Él me dedicó una sonrisa.
En ese momento tuve la intención de decirle lo bonita que me parecía su sonrisa, pero, para ser honesto, tenía miedo de que se lo tomara a mal.
—¿En qué te quedaste pensando? —me preguntó cuando notó que bajé la mirada.
—Oh... En una tontería. No tiene importancia.
—Cuéntamela.
—No, olvídalo.
Francisco se adelantó para pararse frente a mí, con las manos ocultas en su espalda.
—Cuéntamela —repitió—. Quiero saber.
Me reí, un tanto avergonzado.
—De verdad no tiene importancia.
—¿Tiene que ver con tus padres?
—No —contesté.
—¿Con mis amigos?
—Tampoco.
—¿Con tu hermana?
Solté un suspiro.
—Tiene que ver contigo.
Se quedó en silencio durante unos momentos, quizá esperando que yo continuara, pero como vio que yo solo seguí caminando, me jaló con suavidad del brazo.
—Entonces necesito saberlo.
Solté una carcajada. Había descubierto un rasgo de Francisco: era extremadamente curioso.
—No es algo relevante. Créeme, no es algo que "necesites" saber.
En ese momento, él me dio un golpecito suave en el hombro.
—Bueno, tal vez no lo necesite, pero quiero saberlo. Dímelo, porque estaré persiguiéndote por el resto de tu vida.
Me volví a reír. Esta vez con algo de nerviosismo.
—Bueno, bueno... —Me aclaré la garganta un par de veces—. Estaba pensando que, bueno... tú... Que tienes una bonita sonrisa. ¿Ves? Eso es todo, es una tontería.
Francisco abrió los ojos de par en par. Pero no fue enojo ni molestia lo que me encontré en aquella expresión. Estaba sorprendido como cuando a un niño le pones una bolsa de caramelos delante.
—¿De verdad crees eso?
—Pues... Sí. ¿Por qué te veo tan sorprendido?
—¡Porque es genial! —exclamó—. Nunca me lo habían dicho.

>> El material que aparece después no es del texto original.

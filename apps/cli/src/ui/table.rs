use comfy_table::modifiers::UTF8_ROUND_CORNERS;
use comfy_table::presets::UTF8_FULL;
use comfy_table::{Cell, CellAlignment, ContentArrangement, Table};

use risk_engine::domain::{BatchSample, BatchSummary, Indicator, IndicatorSet, TimelinePoint};

fn base_table(header: Vec<&str>) -> Table {
    let mut table = Table::new();
    table
        .load_preset(UTF8_FULL)
        .apply_modifier(UTF8_ROUND_CORNERS)
        .set_content_arrangement(ContentArrangement::Dynamic)
        .set_header(header);
    table
}

fn number(value: impl ToString) -> Cell {
    Cell::new(value.to_string()).set_alignment(CellAlignment::Right)
}

fn percent(value: f64) -> Cell {
    number(format!("{:.2}", value))
}

/// One row per indicator with its nominal range.
pub fn indicators(set: &IndicatorSet) -> Table {
    let mut table = base_table(vec!["Indicator", "Description", "Value", "Nominal range"]);
    for indicator in Indicator::ALL {
        let range = indicator.range();
        table.add_row(vec![
            Cell::new(indicator.code()),
            Cell::new(indicator.description()),
            number(set.get(indicator)),
            Cell::new(format!("{} – {}", range.min, range.max)),
        ]);
    }
    table
}

/// Named presets with their indicators and score.
pub fn presets(rows: &[(&str, IndicatorSet, f64)]) -> Table {
    let mut header = vec!["Preset"];
    header.extend(Indicator::ALL.iter().map(|i| i.code()));
    header.push("Risk (%)");

    let mut table = base_table(header);
    for (name, set, risk) in rows {
        let mut row = vec![Cell::new(name)];
        row.extend(set.to_array().iter().map(|v| number(v)));
        row.push(percent(*risk));
        table.add_row(row);
    }
    table
}

pub fn country_risks(rows: &[(&str, f64)]) -> Table {
    let mut table = base_table(vec!["Country", "Conflict Risk (%)"]);
    for (name, risk) in rows {
        table.add_row(vec![Cell::new(name), percent(*risk)]);
    }
    table
}

pub fn timeline(points: &[TimelinePoint]) -> Table {
    let mut table = base_table(vec!["Year", "Conflict Risk (%)"]);
    for point in points {
        table.add_row(vec![Cell::new(point.year), percent(point.risk)]);
    }
    table
}

pub fn batch(samples: &[BatchSample]) -> Table {
    let mut header = vec!["Scenario"];
    header.extend(Indicator::ALL.iter().map(|i| i.code()));
    header.push("Risk (%)");

    let mut table = base_table(header);
    for sample in samples {
        let ind = &sample.indicators;
        table.add_row(vec![
            number(sample.index),
            number(format!("{:.2}", ind.gti)),
            number(format!("{:.3}", ind.twsi)),
            number(format!("{:.4}", ind.mbr)),
            number(ind.afs),
            number(format!("{:.3}", ind.eds)),
            number(format!("{:.3}", ind.evi)),
            percent(sample.risk),
        ]);
    }
    table
}

pub fn batch_summary(summary: &BatchSummary) -> Table {
    let mut table = base_table(vec!["Samples", "Min (%)", "Mean (%)", "Max (%)", "Std dev"]);
    table.add_row(vec![
        number(summary.count),
        percent(summary.min),
        percent(summary.mean),
        percent(summary.max),
        number(format!("{:.4}", summary.std_dev)),
    ]);
    table
}
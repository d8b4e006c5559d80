use std::path::PathBuf;
use thiserror::Error;

#[derive(Error, Debug)]
pub enum CliError {
    #[error("Configuration error: {0}")]
    Config(String),

    #[error("Config file not found: {}", .0.display())]
    ConfigNotFound(PathBuf),

    #[error("Invalid input: {0}")]
    InvalidInput(String),

    #[error("I/O error: {0}")]
    Io(#[from] std::io::Error),
}

impl CliError {
    /// Returns a themed, actionable suggestion for the error.
    pub fn suggestion(&self) -> Option<String> {
        match self {
            CliError::Config(_) => Some(
                "Check config.toml for syntax errors or unknown keys ([timeline], [batch], [export])."
                    .to_string(),
            ),
            CliError::ConfigNotFound(_) => {
                Some("Drop --config to use ~/.conflict-risk/config.toml or built-in defaults.".to_string())
            }
            CliError::InvalidInput(_) => {
                Some("Run with --help to see accepted values.".to_string())
            }
            _ => None,
        }
    }

    pub fn render(&self) {
        eprintln!("\n{} {}", console::style("Error:").red().bold(), self);
        if let Some(s) = self.suggestion() {
            eprintln!("{} {}", console::style("  help:").dim(), s);
        }
    }
}

/// Print any error, using the themed rendering when it is a [`CliError`].
pub fn report(err: &anyhow::Error) {
    match err.downcast_ref::<CliError>() {
        Some(cli) => cli.render(),
        None => {
            eprintln!("\n{} {}", console::style("Error:").red().bold(), err);
            for cause in err.chain().skip(1) {
                eprintln!("{} {}", console::style("  caused by:").dim(), cause);
            }
        }
    }
}
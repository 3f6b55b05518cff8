//! Stacking and gravity collapse.

use crate::core::cell::Cell;
use crate::core::grid::Grid;

impl<const LAYER: usize, const PART: usize> Grid<LAYER, PART> {
    /// Stack a connected single-layer piece onto this grid.
    ///
    /// The piece descends one layer at a time while it has not reached the
    /// bottom and no piece cell sits directly above an occupied cell, then the
    /// settled piece is unioned in. If any piece cell starts on an occupied
    /// cell the whole piece is discarded (no partial placement): this is the
    /// layer-capacity rule for pieces aligned to the top layer.
    ///
    /// Stacking the empty piece is the identity.
    pub fn stack(self, piece: Self) -> Self {
        let empty = self.cells_of(Cell::Empty);
        let mut v = piece.raw();
        if v == 0 {
            return self;
        }
        if v & !empty != 0 {
            return self;
        }
        while v & Self::BOTTOM_MASK == 0 && (v >> (2 * PART)) & !empty == 0 {
            v >>= 2 * PART;
        }
        Self::from_raw(self.raw() | v)
    }

    /// Apply gravity.
    ///
    /// Supported cells stay in place. Unsupported Crystals shatter instead of
    /// falling. Unsupported Pins fall one by one; unsupported Filled cells
    /// fall as maximal horizontally-connected runs within their layer
    /// (wrapping across part 0). Falling groups are dropped onto the
    /// supported base in increasing layer order. Idempotent.
    pub fn collapse(self) -> Self {
        let supported = self.supported();
        let mut settled = Self::from_raw(self.raw() & supported);
        // Falling crystals break rather than fall.
        let mut falling = self.raw() & !supported & !self.cells_of(Cell::Crystal);

        for layer in 0..LAYER {
            let mut part = 0;
            while part < PART {
                match Self::from_raw(falling).get(layer, part) {
                    Cell::Pin => {
                        // Pins are never connected to anything.
                        let piece = Self::take(&mut falling, layer, part);
                        settled = settled.stack(Self::from_raw(piece));
                    }
                    Cell::Filled => {
                        let mut group = Self::take(&mut falling, layer, part);
                        // A run starting at part 0 may wrap backwards.
                        if part == 0 {
                            let mut i = PART - 1;
                            while i > 0 && Self::from_raw(falling).get(layer, i) == Cell::Filled {
                                group |= Self::take(&mut falling, layer, i);
                                i -= 1;
                            }
                        }
                        while part + 1 < PART
                            && Self::from_raw(falling).get(layer, part + 1) == Cell::Filled
                        {
                            part += 1;
                            group |= Self::take(&mut falling, layer, part);
                        }
                        settled = settled.stack(Self::from_raw(group));
                    }
                    _ => {}
                }
                part += 1;
            }
        }
        settled
    }

    /// Remove the cell at (layer, part) from `bits` and return its two bits
    /// in place.
    fn take(bits: &mut u64, layer: usize, part: usize) -> u64 {
        let mask = 0b11u64 << (2 * (layer * PART + part));
        let t = *bits & mask;
        *bits &= !mask;
        t
    }
}
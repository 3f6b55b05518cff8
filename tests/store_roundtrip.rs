use std::fs;
use std::path::PathBuf;
use std::time::{SystemTime, UNIX_EPOCH};

use shape_reach::config::Shape;
use shape_reach::core::grid::Grid;
use shape_reach::store::{ShapeSet, StoreError};

fn unique_temp_dir(name: &str) -> PathBuf {
    let base = std::env::temp_dir().join("shape_reach_tests").join(name);
    let _ = fs::create_dir_all(&base);

    let pid = std::process::id();
    let nanos = SystemTime::now()
        .duration_since(UNIX_EPOCH)
        .unwrap_or_default()
        .as_nanos();

    for i in 0..1000u32 {
        let p = base.join(format!("{pid}-{nanos}-{i}"));
        if fs::create_dir(&p).is_ok() {
            return p;
        }
    }

    panic!(
        "failed to create a unique temp dir under {}",
        base.display()
    );
}

fn sorted(mut grids: Vec<Shape>) -> Vec<Shape> {
    grids.sort_unstable();
    grids
}

#[test]
fn shape_set_roundtrips() {
    let dir = unique_temp_dir("shape_set_roundtrips");
    let path = dir.join("store.bin");

    let set = ShapeSet {
        halves: sorted(vec![
            Shape::empty(),
            "S---:----:----:----".parse().unwrap(),
            "SS--:----:----:----".parse().unwrap(),
        ]),
        shapes: sorted(vec![
            "cccc:SSSS:----:----".parse().unwrap(),
            "P-P-:----:----:----".parse().unwrap(),
        ]),
    };
    set.save(&path).unwrap();

    let loaded = ShapeSet::load(&path).unwrap();
    assert_eq!(loaded, set);
}

#[test]
fn empty_shape_set_roundtrips() {
    let dir = unique_temp_dir("empty_shape_set_roundtrips");
    let path = dir.join("store.bin");

    let set = ShapeSet::<4, 4> {
        halves: Vec::new(),
        shapes: Vec::new(),
    };
    set.save(&path).unwrap();

    // Two empty sections are exactly two zero counts.
    assert_eq!(fs::metadata(&path).unwrap().len(), 8);
    assert_eq!(ShapeSet::<4, 4>::load(&path).unwrap(), set);
}

#[test]
fn wide_configuration_uses_eight_byte_values() {
    let dir = unique_temp_dir("wide_configuration");
    let path = dir.join("store.bin");

    assert_eq!(Grid::<4, 8>::VALUE_BYTES, 8);

    let mut grid = Grid::<4, 8>::empty();
    grid.set(3, 7, shape_reach::core::cell::Cell::Filled);
    let set = ShapeSet::<4, 8> {
        halves: vec![Grid::empty()],
        shapes: vec![grid.collapse()],
    };
    set.save(&path).unwrap();

    // counts (2 x u32) + two 8-byte values.
    assert_eq!(fs::metadata(&path).unwrap().len(), 8 + 16);
    assert_eq!(ShapeSet::<4, 8>::load(&path).unwrap(), set);
}

#[test]
fn truncated_file_is_rejected() {
    let dir = unique_temp_dir("truncated_file");
    let path = dir.join("store.bin");

    let set = ShapeSet::<4, 4> {
        halves: sorted(vec![
            Shape::empty(),
            "S---:----:----:----".parse().unwrap(),
        ]),
        shapes: vec!["SS--:----:----:----".parse().unwrap()],
    };
    set.save(&path).unwrap();

    let bytes = fs::read(&path).unwrap();
    let cut = dir.join("cut.bin");
    fs::write(&cut, &bytes[..bytes.len() - 2]).unwrap();

    match ShapeSet::<4, 4>::load(&cut) {
        Err(StoreError::Truncated { section, .. }) => assert_eq!(section, "shapes"),
        other => panic!("expected a truncation error, got {other:?}"),
    }
}

#[test]
fn missing_file_reports_the_open_stage() {
    let dir = unique_temp_dir("missing_file");
    match ShapeSet::<4, 4>::load(&dir.join("absent.bin")) {
        Err(StoreError::Io { stage, .. }) => assert_eq!(stage, "open"),
        other => panic!("expected an io error, got {other:?}"),
    }
}
//! Bit-pattern helpers for the packed grid representation.

/// Repeat a bit pattern of the given width `count` times.
///
/// The result occupies the low `width * count` bits; `count == 0` yields 0.
pub const fn repeat(val: u64, width: usize, count: usize) -> u64 {
    let mut ret = 0;
    let mut i = 0;
    while i < count {
        ret <<= width;
        ret |= val;
        i += 1;
    }
    ret
}
//! Progress reporting seam and result counters.
//!
//! The engine never performs I/O; it invokes a [`ProgressObserver`] at
//! checkpoints (every `progress_interval` discovered shapes and at phase
//! boundaries), and the caller decides what to do with the snapshot.

use serde::{Deserialize, Serialize};

/// Snapshot of the engine's working state at a checkpoint.
#[derive(Debug, Clone, Copy, PartialEq, Eq)]
pub struct SearchProgress {
    /// Discovered shapes so far, weighted by symmetry-orbit size.
    pub shapes: u64,
    /// Distinct single-sector slices observed.
    pub sectors: usize,
    /// Halves expanded so far (expansion cursor).
    pub halves_expanded: usize,
    /// Halves catalogued so far.
    pub halves_total: usize,
    /// Frontier entries still pending.
    pub frontier_pending: usize,
    /// Frontier queue length, including tombstoned entries.
    pub frontier_queued: usize,
    /// Shapes currently classified in category 2.
    pub residual: usize,
}

/// Callback invoked by the engine at progress checkpoints.
pub trait ProgressObserver {
    fn on_progress(&mut self, progress: &SearchProgress);
}

/// Observer that ignores every checkpoint.
#[derive(Debug, Clone, Copy, Default)]
pub struct NoProgress;

impl ProgressObserver for NoProgress {
    fn on_progress(&mut self, _progress: &SearchProgress) {}
}

/// Final tallies of a completed run.
#[derive(Debug, Clone, Copy, PartialEq, Eq, Serialize, Deserialize)]
pub struct SearchCounts {
    /// Total reachable shapes, weighted by symmetry-orbit size.
    pub shapes: u64,
    /// Size of the halves catalogue.
    pub halves: usize,
    /// Category-2 shapes: reachable, but with no known construction whose
    /// last step is a half swap.
    pub residual_shapes: usize,
    /// Distinct single-sector slices observed.
    pub sectors: usize,
}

—Por favor, pero si eres... —Me detuve.
Me estaba yendo por las ramas. Estaba permitiendo que el valor del momento hablara por mí, pero no sabía cómo iba a repercutir eso en mi relación con Francisco.
—¿Qué? —preguntó.
Sabía que volver a responderle "nada" sería totalmente inútil. Ya estaba bastante comprometido, así que no me quedaba más que apechugar la situación como un verdadero hombre.
—Que eres precioso —dije sin más, en un tono áspero.
Francisco estaba extasiado.
—No me creo que alguien como tú me esté diciendo eso.
—¿Qué tiene de importante que sea yo?
—¡Eres tú! O sea, mírate... Con tu traje, los zapatos y todo eso, tú sí eres precioso, yo solo soy... yo.
Me detuve. Me quité la pajarita del cuello y me acerqué a Francisco para colocársela. Cuando la armé en su cuello, puse los zapatos sobre la arena y lo invité a calzárselos. Él parecía estar en un parque de diversiones.
—Estas son cosas que compra el dinero, pero no te hacen hermoso. Tú seguirás siendo el hermoso chico de las flores. No necesitas nada de esto.
Todavía recuerdo aquella noche.
La brisa nos acarició el pelo y apartó algunos mechones rebeldes del rostro de Francisco. Él se abalanzó hacia mí y pude sentir su cuerpo menudo apretándose contra el mío en un abrazo infinito. Yo lo rodeé con mis brazos y apoyé el mentón sobre su hombro. En ese instante pude comprobar, con absoluto placer, que su cabello olía a humo y a jazmines.